Hacker News new | ask | show | jobs
by tmoertel 4749 days ago
The packagers actually do know what’s best. What they do makes patches flow faster not only downstream but also upstream. Improvements and fixes get to more people and get to them faster.

Unbundling upstream libraries from downstream projects flattens the change-flow network, reducing the time it takes for things to get fixed and for the fixes to propagate. For example, say that project P uses library L and bundles a slightly modified L in its release. Whenever L’s developers fix or improve or security-patch L, P’s users don’t get the new code. They have to wait for P’s developers to get around to pulling the new code from L, applying their own modifications, and re-releasing P.

Packagers say that’s crazy. They ask: Why does P need a modified L? Is it to add fixes or new features? If so, let’s get them into L proper so that L proper will not only meet P’s needs but also provide those fixes and new features to everyone else. Is it because P’s version of L is no longer L but in name? Then let’s stop calling it L and confusing everybody. Fold the no-longer-L into P or release it as a fork of L called M that can have a life of its own.

The point is that keeping L out of P makes two things to happen: (1) It ensures that when L’s developers improve L, all users, including P’s downstream users, get those improvements right away. (2) It ensures that when P’s developers improve L, those improvements flow upstream to L quickly and reach all of L’s users, too.

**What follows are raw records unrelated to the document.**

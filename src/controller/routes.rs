use controller::router::RouteParser;
use models::{BusinessId, CouponId, RedemptionId, ScanCode};

/// List of all routes with params for the app
#[derive(Clone, Debug, PartialEq)]
pub enum Route {
    Healthcheck,
    Businesses,
    Business(BusinessId),
    BusinessCoupons(BusinessId),
    Coupons,
    Coupon(CouponId),
    Redemptions,
    RedemptionByScanCode(ScanCode),
    RedemptionsRedeemed,
    RedemptionCancel(RedemptionId),
    RedemptionsStats,
}

pub fn create_route_parser() -> RouteParser<Route> {
    let mut router = RouteParser::default();

    // Healthcheck
    router.add_route(r"^/healthcheck$", || Route::Healthcheck);

    // Businesses Routes
    router.add_route(r"^/businesses$", || Route::Businesses);

    // Businesses/:id route
    router.add_route_with_params(r"^/businesses/(\d+)$", |params| {
        params
            .get(0)
            .and_then(|string_id| string_id.parse::<i32>().ok())
            .map(|business_id| Route::Business(BusinessId(business_id)))
    });

    // Businesses/:id/coupons route
    router.add_route_with_params(r"^/businesses/(\d+)/coupons$", |params| {
        params
            .get(0)
            .and_then(|string_id| string_id.parse::<i32>().ok())
            .map(|business_id| Route::BusinessCoupons(BusinessId(business_id)))
    });

    // Coupons Routes
    router.add_route(r"^/coupons$", || Route::Coupons);

    // Coupons/:id route
    router.add_route_with_params(r"^/coupons/(\d+)$", |params| {
        params
            .get(0)
            .and_then(|string_id| string_id.parse::<i32>().ok())
            .map(|coupon_id| Route::Coupon(CouponId(coupon_id)))
    });

    // Redemptions Routes
    router.add_route(r"^/redemptions$", || Route::Redemptions);

    // Redemptions redeemed route
    router.add_route(r"^/redemptions/redeemed$", || Route::RedemptionsRedeemed);

    // Redemptions stats route
    router.add_route(r"^/redemptions/stats$", || Route::RedemptionsStats);

    // Redemptions/by_scan_code/:code route
    router.add_route_with_params(r"^/redemptions/by_scan_code/([A-Z0-9-]+)$", |params| {
        params
            .get(0)
            .map(|code| Route::RedemptionByScanCode(ScanCode(code.to_string())))
    });

    // Redemptions/:id/cancel route
    router.add_route_with_params(r"^/redemptions/(\d+)/cancel$", |params| {
        params
            .get(0)
            .and_then(|string_id| string_id.parse::<i32>().ok())
            .map(|redemption_id| Route::RedemptionCancel(RedemptionId(redemption_id)))
    });

    router
}

#[cfg(test)]
mod tests {
    use super::*;

    #[test]
    fn test_route_parsing() {
        let router = create_route_parser();

        assert_eq!(router.test("/healthcheck"), Some(Route::Healthcheck));
        assert_eq!(router.test("/businesses"), Some(Route::Businesses));
        assert_eq!(router.test("/businesses/12"), Some(Route::Business(BusinessId(12))));
        assert_eq!(router.test("/businesses/12/coupons"), Some(Route::BusinessCoupons(BusinessId(12))));
        assert_eq!(router.test("/coupons/7"), Some(Route::Coupon(CouponId(7))));
        assert_eq!(router.test("/redemptions"), Some(Route::Redemptions));
        assert_eq!(router.test("/redemptions/redeemed"), Some(Route::RedemptionsRedeemed));
        assert_eq!(router.test("/redemptions/stats"), Some(Route::RedemptionsStats));
        assert_eq!(
            router.test("/redemptions/by_scan_code/RDM-SB63DC0-QX14PT7M2"),
            Some(Route::RedemptionByScanCode(ScanCode("RDM-SB63DC0-QX14PT7M2".to_string())))
        );
        assert_eq!(router.test("/redemptions/3/cancel"), Some(Route::RedemptionCancel(RedemptionId(3))));
    }

    #[test]
    fn test_unknown_route() {
        let router = create_route_parser();

        assert_eq!(router.test("/unknown"), None);
        assert_eq!(router.test("/businesses/not_a_number"), None);
        assert_eq!(router.test("/redemptions/by_scan_code/lower_case!"), None);
    }
}
//! Services is a core layer for the app business logic like
//! eligibility checks, code generation, validation.

pub mod businesses;
pub mod coupons;
pub mod redemptions;
pub mod system;
pub mod types;

pub use self::businesses::*;
pub use self::coupons::*;
pub use self::redemptions::*;
pub use self::system::*;
pub use self::types::*;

More improvements, to more people, faster. That's the idea.

5 comments

I don't want to speak with any authority on this subject since it's mostly foreign to me. However, I will say that your explanation comes with a pretty big assumption: that a library sits on some 2-dimensional spectrum from bad to good. If you don't subscribe to this notion, libraries don't improve; they simply change. If you accept this, then you begin to see why arbitrarily changing parts of a software package without even trying to understand the consequences of those changes is madness.

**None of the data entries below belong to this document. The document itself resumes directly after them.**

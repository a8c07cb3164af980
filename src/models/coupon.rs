//! Model coupons
use std::fmt;
use std::str::FromStr;
use std::time::SystemTime;

use chrono::{DateTime, Datelike, Duration as ChronoDuration, Utc};
use diesel::sql_types::VarChar;
use validator::Validate;

use models::validation_rules::*;
use models::{BusinessId, CouponId};

use schema::coupons;

/// DB representation of a coupon
#[derive(Debug, Serialize, Deserialize, Queryable, Clone, Identifiable)]
#[table_name = "coupons"]
pub struct Coupon {
    pub id: CouponId,
    pub business_id: BusinessId,
    pub title: String,
    pub description: String,
    pub discount_type: DiscountType,
    pub discount_value: f64,
    pub usage_limit_type: UsageLimit,
    pub max_uses_per_user: i32,
    pub max_total_uses: Option<i32>,
    pub current_uses: i32,
    pub valid_from: SystemTime,
    pub valid_until: SystemTime,
    pub is_active: bool,
    pub created_at: SystemTime,
    pub updated_at: SystemTime,
}

impl Coupon {
    /// A coupon is live when it is active and `now` falls inside its
    /// validity window (bounds inclusive).
    pub fn is_live(&self, now: SystemTime) -> bool {
        self.is_active && self.valid_from <= now && now <= self.valid_until
    }
}

/// Payload for creating a coupon
#[derive(Serialize, Deserialize, Insertable, Clone, Validate, Debug)]
#[table_name = "coupons"]
pub struct NewCoupon {
    pub business_id: BusinessId,
    #[validate(length(min = "1", message = "Title must not be empty"))]
    pub title: String,
    pub description: String,
    pub discount_type: DiscountType,
    #[validate(custom = "validate_non_negative")]
    pub discount_value: f64,
    pub usage_limit_type: UsageLimit,
    #[validate(custom = "validate_positive_quantity")]
    pub max_uses_per_user: i32,
    pub max_total_uses: Option<i32>,
    pub valid_from: SystemTime,
    pub valid_until: SystemTime,
}

/// Payload for updating a coupon
#[derive(Serialize, Deserialize, Insertable, AsChangeset, Validate, Debug)]
#[table_name = "coupons"]
pub struct UpdateCoupon {
    #[validate(length(min = "1", message = "Title must not be empty"))]
    pub title: Option<String>,
    pub description: Option<String>,
    #[validate(custom = "validate_non_negative")]
    pub discount_value: Option<f64>,
    pub usage_limit_type: Option<UsageLimit>,
    #[validate(custom = "validate_positive_quantity")]
    pub max_uses_per_user: Option<i32>,
    pub max_total_uses: Option<i32>,
    pub valid_from: Option<SystemTime>,
    pub valid_until: Option<SystemTime>,
    pub is_active: Option<bool>,
}

#[derive(Debug, Serialize, Deserialize, Clone, Copy, PartialEq, Eq, FromSqlRow, AsExpression)]
#[sql_type = "VarChar"]
#[serde(rename_all = "snake_case")]
pub enum DiscountType {
    Percentage,
    FixedAmount,
    BuyOneGetOne,
    FreeItem,
}

diesel_text_enum!(DiscountType);

impl fmt::Display for DiscountType {
    fn fmt(&self, f: &mut fmt::Formatter) -> fmt::Result {
        match *self {
            DiscountType::Percentage => write!(f, "percentage"),
            DiscountType::FixedAmount => write!(f, "fixed_amount"),
            DiscountType::BuyOneGetOne => write!(f, "buy_one_get_one"),
            DiscountType::FreeItem => write!(f, "free_item"),
        }
    }
}

impl FromStr for DiscountType {
    type Err = ();

    fn from_str(s: &str) -> Result<Self, Self::Err> {
        match s {
            "percentage" => Ok(DiscountType::Percentage),
            "fixed_amount" => Ok(DiscountType::FixedAmount),
            "buy_one_get_one" => Ok(DiscountType::BuyOneGetOne),
            "free_item" => Ok(DiscountType::FreeItem),
            _ => Err(()),
        }
    }
}

/// Usage-limit policy for the per-user cap. The policy scopes the window the
/// user's prior redeemed records are counted over.
#[derive(Debug, Serialize, Deserialize, Clone, Copy, PartialEq, Eq, FromSqlRow, AsExpression)]
#[sql_type = "VarChar"]
#[serde(rename_all = "lowercase")]
pub enum UsageLimit {
    Once,
    Daily,
    Weekly,
    Monthly,
    Unlimited,
}

diesel_text_enum!(UsageLimit);

impl UsageLimit {
    /// Start of the window prior redeemed records are counted over.
    /// `None` means all time (`Once`) or that the cap does not apply
    /// (`Unlimited`).
    pub fn count_window_start(&self, now: SystemTime) -> Option<SystemTime> {
        let now_utc: DateTime<Utc> = now.into();
        let today = now_utc.date();

        match *self {
            UsageLimit::Once | UsageLimit::Unlimited => None,
            UsageLimit::Daily => Some(today.and_hms(0, 0, 0).into()),
            UsageLimit::Weekly => {
                let days_from_monday = i64::from(today.weekday().num_days_from_monday());
                Some((today - ChronoDuration::days(days_from_monday)).and_hms(0, 0, 0).into())
            }
            UsageLimit::Monthly => Some(today.with_day(1).unwrap_or(today).and_hms(0, 0, 0).into()),
        }
    }
}

impl fmt::Display for UsageLimit {
    fn fmt(&self, f: &mut fmt::Formatter) -> fmt::Result {
        match *self {
            UsageLimit::Once => write!(f, "once"),
            UsageLimit::Daily => write!(f, "daily"),
            UsageLimit::Weekly => write!(f, "weekly"),
            UsageLimit::Monthly => write!(f, "monthly"),
            UsageLimit::Unlimited => write!(f, "unlimited"),
        }
    }
}

impl FromStr for UsageLimit {
    type Err = ();

    fn from_str(s: &str) -> Result<Self, Self::Err> {
        match s {
            "once" => Ok(UsageLimit::Once),
            "daily" => Ok(UsageLimit::Daily),
            "weekly" => Ok(UsageLimit::Weekly),
            "monthly" => Ok(UsageLimit::Monthly),
            "unlimited" => Ok(UsageLimit::Unlimited),
            _ => Err(()),
        }
    }
}

#[cfg(test)]
mod tests {
    use std::time::{Duration, UNIX_EPOCH};

    use super::*;

    // 2024-01-15T10:00:00Z
    const MID_JANUARY: u64 = 1_705_312_800;

    fn at(unix_seconds: u64) -> SystemTime {
        UNIX_EPOCH + Duration::from_secs(unix_seconds)
    }

    fn test_coupon(valid_from: SystemTime, valid_until: SystemTime) -> Coupon {
        Coupon {
            id: CouponId(1),
            business_id: BusinessId(1),
            title: "Two tacos for one".to_string(),
            description: "Weekday lunch special".to_string(),
            discount_type: DiscountType::BuyOneGetOne,
            discount_value: 0.0,
            usage_limit_type: UsageLimit::Once,
            max_uses_per_user: 1,
            max_total_uses: None,
            current_uses: 0,
            valid_from,
            valid_until,
            is_active: true,
            created_at: valid_from,
            updated_at: valid_from,
        }
    }

    #[test]
    fn test_coupon_live_inside_window() {
        let coupon = test_coupon(at(MID_JANUARY - 3600), at(MID_JANUARY + 3600));
        assert!(coupon.is_live(at(MID_JANUARY)));
    }

    #[test]
    fn test_coupon_not_live_outside_window() {
        let coupon = test_coupon(at(MID_JANUARY - 7200), at(MID_JANUARY - 3600));
        assert!(!coupon.is_live(at(MID_JANUARY)));

        let coupon = test_coupon(at(MID_JANUARY + 3600), at(MID_JANUARY + 7200));
        assert!(!coupon.is_live(at(MID_JANUARY)));
    }

    #[test]
    fn test_coupon_not_live_when_inactive() {
        let mut coupon = test_coupon(at(MID_JANUARY - 3600), at(MID_JANUARY + 3600));
        coupon.is_active = false;
        assert!(!coupon.is_live(at(MID_JANUARY)));
    }

    #[test]
    fn test_count_window_all_time_policies() {
        let now = at(MID_JANUARY);
        assert_eq!(UsageLimit::Once.count_window_start(now), None);
        assert_eq!(UsageLimit::Unlimited.count_window_start(now), None);
    }

    #[test]
    fn test_count_window_daily_starts_at_midnight() {
        let now = at(MID_JANUARY); // 2024-01-15T10:00:00Z, a Monday
        let start = UsageLimit::Daily.count_window_start(now).unwrap();
        assert_eq!(start, at(MID_JANUARY - 10 * 3600));
    }

    #[test]
    fn test_count_window_weekly_starts_on_monday() {
        // 2024-01-17T10:00:00Z, a Wednesday; week began Monday the 15th
        let now = at(MID_JANUARY + 2 * 86_400);
        let start = UsageLimit::Weekly.count_window_start(now).unwrap();
        assert_eq!(start, at(MID_JANUARY - 10 * 3600));
    }

    #[test]
    fn test_count_window_monthly_starts_on_the_first() {
        let now = at(MID_JANUARY);
        let start = UsageLimit::Monthly.count_window_start(now).unwrap();
        // 2024-01-01T00:00:00Z
        assert_eq!(start, at(1_704_067_200));
    }
}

I'm not saying I disagree with you, just trying to point out a spot you might have overlooked.

Ok, I definitely have a bias toward what the grandparent is saying: flatten the hierarchy.

But just from a logical standpoint, couldn't you apply the following equally to the Riak guy who is complaining: "arbitrarily changing parts of a software package without even trying to understand the consequences of those changes is madness"

It absolutely is madness. If the Riak guys want to use leveldb in a way Google won't support, they should rally with the package managers and get Google to stop being "pretend open source." (Hint, Google: just releasing the source doesn't work if you ignore all bug reports and patches from outside.)

I suspect the real issue here is too much "Not Invented Here" syndrome by all parties involved.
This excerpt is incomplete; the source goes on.